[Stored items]
--- START ---

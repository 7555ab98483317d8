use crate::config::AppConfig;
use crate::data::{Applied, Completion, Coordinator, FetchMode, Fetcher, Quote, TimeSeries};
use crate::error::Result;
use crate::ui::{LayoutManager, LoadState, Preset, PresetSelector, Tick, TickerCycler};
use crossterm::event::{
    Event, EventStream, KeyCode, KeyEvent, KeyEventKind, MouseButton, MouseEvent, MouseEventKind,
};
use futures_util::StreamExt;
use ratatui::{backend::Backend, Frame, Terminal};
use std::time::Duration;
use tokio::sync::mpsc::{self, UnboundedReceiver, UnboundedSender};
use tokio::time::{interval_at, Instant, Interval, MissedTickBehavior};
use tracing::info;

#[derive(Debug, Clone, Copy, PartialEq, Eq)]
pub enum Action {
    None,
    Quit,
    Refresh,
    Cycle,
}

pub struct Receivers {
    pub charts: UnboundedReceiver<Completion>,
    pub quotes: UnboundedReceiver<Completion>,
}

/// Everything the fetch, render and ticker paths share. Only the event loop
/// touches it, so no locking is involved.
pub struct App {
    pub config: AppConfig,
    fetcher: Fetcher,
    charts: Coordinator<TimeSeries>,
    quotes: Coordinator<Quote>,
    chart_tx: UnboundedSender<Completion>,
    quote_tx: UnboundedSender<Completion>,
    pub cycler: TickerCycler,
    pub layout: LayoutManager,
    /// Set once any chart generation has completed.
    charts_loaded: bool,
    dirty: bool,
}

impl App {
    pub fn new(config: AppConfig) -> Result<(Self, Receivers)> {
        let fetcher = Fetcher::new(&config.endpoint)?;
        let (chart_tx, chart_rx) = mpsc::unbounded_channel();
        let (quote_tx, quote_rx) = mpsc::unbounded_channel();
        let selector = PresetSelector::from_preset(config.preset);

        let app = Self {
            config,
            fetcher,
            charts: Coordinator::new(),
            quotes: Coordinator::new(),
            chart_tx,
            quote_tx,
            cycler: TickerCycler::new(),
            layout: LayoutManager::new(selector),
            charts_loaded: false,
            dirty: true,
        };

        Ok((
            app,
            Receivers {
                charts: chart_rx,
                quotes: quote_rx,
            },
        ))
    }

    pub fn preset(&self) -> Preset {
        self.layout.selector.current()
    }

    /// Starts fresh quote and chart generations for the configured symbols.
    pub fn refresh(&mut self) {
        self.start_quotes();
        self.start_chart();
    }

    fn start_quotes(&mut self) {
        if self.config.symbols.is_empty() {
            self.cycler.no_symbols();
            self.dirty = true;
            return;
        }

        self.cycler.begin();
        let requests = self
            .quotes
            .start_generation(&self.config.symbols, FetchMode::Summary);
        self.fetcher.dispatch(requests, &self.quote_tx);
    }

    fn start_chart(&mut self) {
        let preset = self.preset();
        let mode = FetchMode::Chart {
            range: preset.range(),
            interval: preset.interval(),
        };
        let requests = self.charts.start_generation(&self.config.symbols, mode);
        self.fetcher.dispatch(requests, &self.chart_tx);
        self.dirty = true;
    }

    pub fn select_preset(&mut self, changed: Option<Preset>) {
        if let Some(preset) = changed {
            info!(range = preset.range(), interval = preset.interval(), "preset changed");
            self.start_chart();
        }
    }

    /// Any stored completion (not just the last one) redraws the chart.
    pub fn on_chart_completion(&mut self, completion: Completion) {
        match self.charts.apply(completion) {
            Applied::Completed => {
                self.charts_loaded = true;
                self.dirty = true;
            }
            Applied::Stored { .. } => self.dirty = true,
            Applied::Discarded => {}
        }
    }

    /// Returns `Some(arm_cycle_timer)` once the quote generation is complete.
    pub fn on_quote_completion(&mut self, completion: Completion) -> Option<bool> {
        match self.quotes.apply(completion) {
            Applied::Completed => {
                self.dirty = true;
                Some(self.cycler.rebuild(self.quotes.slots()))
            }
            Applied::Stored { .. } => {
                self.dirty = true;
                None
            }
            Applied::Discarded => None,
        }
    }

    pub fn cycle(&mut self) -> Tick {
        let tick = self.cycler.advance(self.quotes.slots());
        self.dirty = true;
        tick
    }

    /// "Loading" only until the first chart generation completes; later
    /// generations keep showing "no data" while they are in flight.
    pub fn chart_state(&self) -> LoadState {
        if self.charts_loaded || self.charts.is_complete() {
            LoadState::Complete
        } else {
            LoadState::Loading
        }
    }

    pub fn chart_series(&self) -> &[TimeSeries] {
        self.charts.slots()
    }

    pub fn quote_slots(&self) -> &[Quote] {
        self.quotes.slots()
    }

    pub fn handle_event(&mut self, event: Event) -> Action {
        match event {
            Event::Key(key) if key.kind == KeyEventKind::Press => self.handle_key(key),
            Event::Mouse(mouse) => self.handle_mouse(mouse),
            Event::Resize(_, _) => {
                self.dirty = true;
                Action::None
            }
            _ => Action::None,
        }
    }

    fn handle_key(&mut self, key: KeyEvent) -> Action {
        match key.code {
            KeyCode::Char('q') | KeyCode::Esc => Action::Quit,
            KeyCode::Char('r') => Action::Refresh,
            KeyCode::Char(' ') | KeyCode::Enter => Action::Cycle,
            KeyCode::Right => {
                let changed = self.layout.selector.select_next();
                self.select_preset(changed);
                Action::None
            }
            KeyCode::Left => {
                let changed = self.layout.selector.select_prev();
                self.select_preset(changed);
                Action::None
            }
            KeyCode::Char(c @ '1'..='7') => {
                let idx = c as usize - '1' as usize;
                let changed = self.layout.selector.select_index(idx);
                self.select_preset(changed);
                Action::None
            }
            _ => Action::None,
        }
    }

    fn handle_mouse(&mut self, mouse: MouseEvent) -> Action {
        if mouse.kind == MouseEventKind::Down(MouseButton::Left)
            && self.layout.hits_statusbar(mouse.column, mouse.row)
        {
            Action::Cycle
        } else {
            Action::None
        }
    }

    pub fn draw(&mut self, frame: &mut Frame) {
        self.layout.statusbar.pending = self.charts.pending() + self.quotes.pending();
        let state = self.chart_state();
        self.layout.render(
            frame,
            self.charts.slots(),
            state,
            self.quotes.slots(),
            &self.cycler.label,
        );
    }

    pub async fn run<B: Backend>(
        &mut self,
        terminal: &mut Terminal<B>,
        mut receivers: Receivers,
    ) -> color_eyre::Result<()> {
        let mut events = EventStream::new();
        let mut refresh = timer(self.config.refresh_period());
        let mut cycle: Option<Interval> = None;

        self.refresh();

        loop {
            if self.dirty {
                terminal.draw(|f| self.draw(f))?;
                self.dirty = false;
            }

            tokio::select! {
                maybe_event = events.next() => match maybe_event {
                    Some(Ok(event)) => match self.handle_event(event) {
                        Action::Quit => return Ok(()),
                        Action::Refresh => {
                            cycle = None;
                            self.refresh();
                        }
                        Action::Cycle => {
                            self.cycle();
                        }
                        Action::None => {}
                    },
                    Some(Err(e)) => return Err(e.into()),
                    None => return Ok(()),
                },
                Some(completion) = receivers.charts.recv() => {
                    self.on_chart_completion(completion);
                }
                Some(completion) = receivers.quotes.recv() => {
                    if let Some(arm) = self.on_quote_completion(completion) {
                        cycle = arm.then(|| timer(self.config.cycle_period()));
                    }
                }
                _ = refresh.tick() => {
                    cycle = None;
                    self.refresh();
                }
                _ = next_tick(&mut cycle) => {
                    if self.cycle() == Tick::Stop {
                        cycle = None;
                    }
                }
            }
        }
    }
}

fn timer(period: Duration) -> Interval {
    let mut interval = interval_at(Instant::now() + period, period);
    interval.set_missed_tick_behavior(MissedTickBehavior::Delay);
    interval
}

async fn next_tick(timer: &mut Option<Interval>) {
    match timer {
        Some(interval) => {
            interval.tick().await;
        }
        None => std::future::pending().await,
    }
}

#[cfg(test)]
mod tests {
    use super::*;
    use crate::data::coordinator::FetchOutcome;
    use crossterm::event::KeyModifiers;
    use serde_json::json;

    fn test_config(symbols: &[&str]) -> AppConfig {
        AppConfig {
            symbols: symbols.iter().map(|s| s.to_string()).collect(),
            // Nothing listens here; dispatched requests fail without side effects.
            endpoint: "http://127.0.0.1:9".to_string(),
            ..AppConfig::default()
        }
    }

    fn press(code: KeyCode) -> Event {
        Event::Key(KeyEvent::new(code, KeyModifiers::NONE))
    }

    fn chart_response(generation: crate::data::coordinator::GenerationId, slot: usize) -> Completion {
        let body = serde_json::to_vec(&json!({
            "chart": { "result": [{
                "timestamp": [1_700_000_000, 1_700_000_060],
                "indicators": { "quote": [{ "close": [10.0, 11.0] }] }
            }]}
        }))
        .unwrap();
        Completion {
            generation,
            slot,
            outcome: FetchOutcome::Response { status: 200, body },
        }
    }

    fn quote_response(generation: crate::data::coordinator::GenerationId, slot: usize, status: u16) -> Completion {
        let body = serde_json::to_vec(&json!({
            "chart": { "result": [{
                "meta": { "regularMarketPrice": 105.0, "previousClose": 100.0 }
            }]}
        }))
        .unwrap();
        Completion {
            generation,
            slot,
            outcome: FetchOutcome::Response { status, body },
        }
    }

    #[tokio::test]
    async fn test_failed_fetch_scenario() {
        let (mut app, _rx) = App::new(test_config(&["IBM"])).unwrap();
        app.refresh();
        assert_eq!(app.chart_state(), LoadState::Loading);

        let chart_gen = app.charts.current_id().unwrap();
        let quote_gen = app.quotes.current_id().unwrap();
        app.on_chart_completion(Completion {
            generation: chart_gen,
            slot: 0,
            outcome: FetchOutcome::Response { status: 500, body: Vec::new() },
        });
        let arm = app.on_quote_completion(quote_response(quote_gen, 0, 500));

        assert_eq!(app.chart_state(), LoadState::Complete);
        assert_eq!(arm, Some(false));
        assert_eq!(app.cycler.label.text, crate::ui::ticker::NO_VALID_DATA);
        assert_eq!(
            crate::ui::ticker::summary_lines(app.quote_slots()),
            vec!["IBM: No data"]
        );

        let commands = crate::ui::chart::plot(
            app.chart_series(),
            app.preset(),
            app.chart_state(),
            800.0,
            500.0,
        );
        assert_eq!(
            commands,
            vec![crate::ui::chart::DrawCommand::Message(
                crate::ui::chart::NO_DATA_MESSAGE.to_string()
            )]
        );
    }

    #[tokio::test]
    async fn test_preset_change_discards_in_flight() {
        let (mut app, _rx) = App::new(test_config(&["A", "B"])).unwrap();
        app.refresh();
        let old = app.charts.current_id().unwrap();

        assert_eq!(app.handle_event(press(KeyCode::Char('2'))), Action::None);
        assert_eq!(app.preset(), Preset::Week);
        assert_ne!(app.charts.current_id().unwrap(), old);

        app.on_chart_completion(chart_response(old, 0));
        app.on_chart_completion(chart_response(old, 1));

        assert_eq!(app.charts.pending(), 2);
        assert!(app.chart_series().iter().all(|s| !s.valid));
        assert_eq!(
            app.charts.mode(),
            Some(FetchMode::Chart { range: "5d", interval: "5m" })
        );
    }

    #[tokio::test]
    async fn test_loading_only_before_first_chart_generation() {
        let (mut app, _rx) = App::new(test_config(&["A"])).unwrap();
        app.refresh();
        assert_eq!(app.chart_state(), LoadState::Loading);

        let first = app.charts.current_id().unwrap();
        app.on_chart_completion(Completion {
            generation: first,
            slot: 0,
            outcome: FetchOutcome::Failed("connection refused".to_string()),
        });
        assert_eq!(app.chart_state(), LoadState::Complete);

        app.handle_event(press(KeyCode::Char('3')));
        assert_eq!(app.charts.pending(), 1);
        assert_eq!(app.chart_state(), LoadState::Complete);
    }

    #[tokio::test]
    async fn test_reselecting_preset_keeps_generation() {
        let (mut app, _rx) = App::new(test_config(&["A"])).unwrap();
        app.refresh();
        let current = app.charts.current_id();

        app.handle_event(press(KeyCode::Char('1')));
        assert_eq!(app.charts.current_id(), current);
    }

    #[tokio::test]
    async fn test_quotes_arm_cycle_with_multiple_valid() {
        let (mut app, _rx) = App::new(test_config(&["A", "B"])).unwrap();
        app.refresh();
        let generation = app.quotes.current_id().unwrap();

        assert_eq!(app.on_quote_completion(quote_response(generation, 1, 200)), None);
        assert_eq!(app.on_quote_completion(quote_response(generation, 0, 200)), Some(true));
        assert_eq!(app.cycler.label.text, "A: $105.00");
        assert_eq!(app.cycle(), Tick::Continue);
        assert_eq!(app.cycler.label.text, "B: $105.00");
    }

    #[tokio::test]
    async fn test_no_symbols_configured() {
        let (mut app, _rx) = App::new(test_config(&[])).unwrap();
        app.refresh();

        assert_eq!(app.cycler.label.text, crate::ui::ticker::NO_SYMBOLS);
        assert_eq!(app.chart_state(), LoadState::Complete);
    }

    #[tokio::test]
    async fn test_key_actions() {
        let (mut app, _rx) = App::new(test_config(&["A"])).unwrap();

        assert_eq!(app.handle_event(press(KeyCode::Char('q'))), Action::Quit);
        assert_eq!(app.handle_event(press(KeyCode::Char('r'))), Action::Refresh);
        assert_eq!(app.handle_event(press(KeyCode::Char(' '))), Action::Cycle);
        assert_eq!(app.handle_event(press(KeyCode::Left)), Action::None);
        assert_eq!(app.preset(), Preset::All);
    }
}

--- END ---

*Exercise brief*: Where in the entries above does the word "endpoint" appear? Copy each line that has it.

*Response to this exercise*:
        let fetcher = Fetcher::new(&config.endpoint)?;
            endpoint: "http://127.0.0.1:9".to_string(),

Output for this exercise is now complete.